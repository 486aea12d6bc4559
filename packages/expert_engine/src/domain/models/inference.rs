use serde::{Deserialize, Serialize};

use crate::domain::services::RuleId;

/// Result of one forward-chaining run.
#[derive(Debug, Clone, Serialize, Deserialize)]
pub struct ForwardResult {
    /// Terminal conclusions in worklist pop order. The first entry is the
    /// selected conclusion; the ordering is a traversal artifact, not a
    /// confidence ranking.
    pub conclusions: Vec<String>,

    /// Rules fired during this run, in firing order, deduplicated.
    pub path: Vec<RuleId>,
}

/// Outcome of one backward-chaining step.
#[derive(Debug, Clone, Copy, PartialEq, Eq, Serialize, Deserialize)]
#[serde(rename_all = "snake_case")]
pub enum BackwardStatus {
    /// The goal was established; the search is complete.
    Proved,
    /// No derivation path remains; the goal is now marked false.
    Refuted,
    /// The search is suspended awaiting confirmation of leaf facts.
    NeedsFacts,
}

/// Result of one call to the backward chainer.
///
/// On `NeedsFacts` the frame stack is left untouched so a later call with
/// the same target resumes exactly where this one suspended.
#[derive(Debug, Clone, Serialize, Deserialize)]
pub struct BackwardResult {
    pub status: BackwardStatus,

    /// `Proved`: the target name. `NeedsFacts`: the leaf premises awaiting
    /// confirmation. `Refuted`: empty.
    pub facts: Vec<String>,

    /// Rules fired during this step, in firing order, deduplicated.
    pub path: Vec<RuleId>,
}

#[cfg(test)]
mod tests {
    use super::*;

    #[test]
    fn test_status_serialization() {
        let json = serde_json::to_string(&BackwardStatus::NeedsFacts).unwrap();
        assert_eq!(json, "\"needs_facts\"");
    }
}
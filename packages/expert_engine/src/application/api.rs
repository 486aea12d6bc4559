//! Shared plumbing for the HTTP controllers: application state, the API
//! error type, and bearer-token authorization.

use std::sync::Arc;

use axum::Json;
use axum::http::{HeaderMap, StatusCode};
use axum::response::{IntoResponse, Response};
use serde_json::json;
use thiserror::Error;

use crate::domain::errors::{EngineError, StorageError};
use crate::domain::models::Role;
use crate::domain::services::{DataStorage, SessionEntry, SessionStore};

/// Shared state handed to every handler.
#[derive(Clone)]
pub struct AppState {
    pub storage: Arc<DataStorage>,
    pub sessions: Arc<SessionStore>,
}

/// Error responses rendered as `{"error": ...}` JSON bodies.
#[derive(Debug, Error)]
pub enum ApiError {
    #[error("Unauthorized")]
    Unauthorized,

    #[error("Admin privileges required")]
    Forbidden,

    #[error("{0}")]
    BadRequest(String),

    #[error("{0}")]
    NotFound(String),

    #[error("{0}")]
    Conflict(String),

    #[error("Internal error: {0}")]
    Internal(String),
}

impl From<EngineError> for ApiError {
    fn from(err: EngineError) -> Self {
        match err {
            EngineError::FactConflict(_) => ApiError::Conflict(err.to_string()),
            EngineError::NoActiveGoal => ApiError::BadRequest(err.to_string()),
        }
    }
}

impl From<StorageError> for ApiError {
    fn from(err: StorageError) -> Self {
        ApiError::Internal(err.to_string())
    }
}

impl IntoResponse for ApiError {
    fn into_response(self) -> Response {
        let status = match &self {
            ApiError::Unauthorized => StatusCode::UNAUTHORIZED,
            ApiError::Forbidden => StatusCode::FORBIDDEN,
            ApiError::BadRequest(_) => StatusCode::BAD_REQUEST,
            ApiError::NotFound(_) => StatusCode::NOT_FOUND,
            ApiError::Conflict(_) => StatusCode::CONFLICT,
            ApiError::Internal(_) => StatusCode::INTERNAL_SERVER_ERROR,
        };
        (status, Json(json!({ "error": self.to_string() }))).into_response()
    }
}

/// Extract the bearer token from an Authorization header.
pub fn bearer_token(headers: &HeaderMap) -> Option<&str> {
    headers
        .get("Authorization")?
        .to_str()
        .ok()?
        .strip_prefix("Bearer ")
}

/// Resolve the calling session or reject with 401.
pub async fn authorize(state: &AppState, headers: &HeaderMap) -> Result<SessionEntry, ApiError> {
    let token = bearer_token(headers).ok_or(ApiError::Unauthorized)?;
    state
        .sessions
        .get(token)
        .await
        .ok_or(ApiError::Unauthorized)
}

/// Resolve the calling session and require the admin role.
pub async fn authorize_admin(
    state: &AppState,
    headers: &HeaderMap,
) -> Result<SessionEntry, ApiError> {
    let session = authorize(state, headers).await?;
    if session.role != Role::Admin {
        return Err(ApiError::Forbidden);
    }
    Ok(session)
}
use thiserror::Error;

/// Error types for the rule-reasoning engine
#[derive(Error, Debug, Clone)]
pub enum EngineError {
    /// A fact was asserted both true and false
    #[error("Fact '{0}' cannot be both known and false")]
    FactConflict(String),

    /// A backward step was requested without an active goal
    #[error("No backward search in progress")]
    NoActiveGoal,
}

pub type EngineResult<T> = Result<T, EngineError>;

....

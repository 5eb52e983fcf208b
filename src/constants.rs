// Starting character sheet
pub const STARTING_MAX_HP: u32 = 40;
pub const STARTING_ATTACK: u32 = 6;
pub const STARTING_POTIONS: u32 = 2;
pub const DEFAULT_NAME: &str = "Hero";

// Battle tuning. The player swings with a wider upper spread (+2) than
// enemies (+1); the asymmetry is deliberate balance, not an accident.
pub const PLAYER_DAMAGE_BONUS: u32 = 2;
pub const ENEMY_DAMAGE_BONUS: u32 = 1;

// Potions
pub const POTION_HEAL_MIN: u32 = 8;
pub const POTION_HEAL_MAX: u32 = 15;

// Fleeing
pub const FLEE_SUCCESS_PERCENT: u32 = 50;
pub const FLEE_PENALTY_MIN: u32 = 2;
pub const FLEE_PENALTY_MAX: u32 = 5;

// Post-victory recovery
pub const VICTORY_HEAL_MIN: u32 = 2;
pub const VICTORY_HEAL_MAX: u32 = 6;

....

Which lines of the data above contain the string "struct"? Copy each of them.

(ANSWER TO THIS EXERCISE)
pub struct ForwardResult {
pub struct BackwardResult {
pub struct AppState {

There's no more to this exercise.